#### Required work
Write out each line of the records that has "timestamps" in it.

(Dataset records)
Content starts

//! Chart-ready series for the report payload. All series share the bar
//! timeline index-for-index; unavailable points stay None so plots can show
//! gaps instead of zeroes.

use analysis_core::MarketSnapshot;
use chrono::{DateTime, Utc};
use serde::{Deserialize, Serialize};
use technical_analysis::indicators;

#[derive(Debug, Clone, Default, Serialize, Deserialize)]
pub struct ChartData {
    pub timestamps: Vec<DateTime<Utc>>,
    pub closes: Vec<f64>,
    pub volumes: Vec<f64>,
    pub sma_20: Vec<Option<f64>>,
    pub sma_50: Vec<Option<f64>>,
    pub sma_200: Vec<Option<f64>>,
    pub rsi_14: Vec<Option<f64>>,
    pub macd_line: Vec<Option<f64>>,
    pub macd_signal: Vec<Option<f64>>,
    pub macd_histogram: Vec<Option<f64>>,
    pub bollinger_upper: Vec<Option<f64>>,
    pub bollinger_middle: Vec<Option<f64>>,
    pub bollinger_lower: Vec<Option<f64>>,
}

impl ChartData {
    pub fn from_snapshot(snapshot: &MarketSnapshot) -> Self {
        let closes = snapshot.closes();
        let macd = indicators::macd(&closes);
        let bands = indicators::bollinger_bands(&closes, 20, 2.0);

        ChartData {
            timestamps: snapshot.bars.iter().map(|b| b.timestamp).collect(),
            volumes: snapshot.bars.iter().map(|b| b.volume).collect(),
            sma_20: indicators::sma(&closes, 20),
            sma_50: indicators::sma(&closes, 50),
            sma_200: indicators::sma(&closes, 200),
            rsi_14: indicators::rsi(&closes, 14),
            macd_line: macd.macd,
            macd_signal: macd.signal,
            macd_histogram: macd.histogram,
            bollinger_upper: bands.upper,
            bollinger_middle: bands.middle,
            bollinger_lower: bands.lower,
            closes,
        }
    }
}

Content ends

#### Solution below
    pub timestamps: Vec<DateTime<Utc>>,
            timestamps: snapshot.bars.iter().map(|b| b.timestamp).collect(),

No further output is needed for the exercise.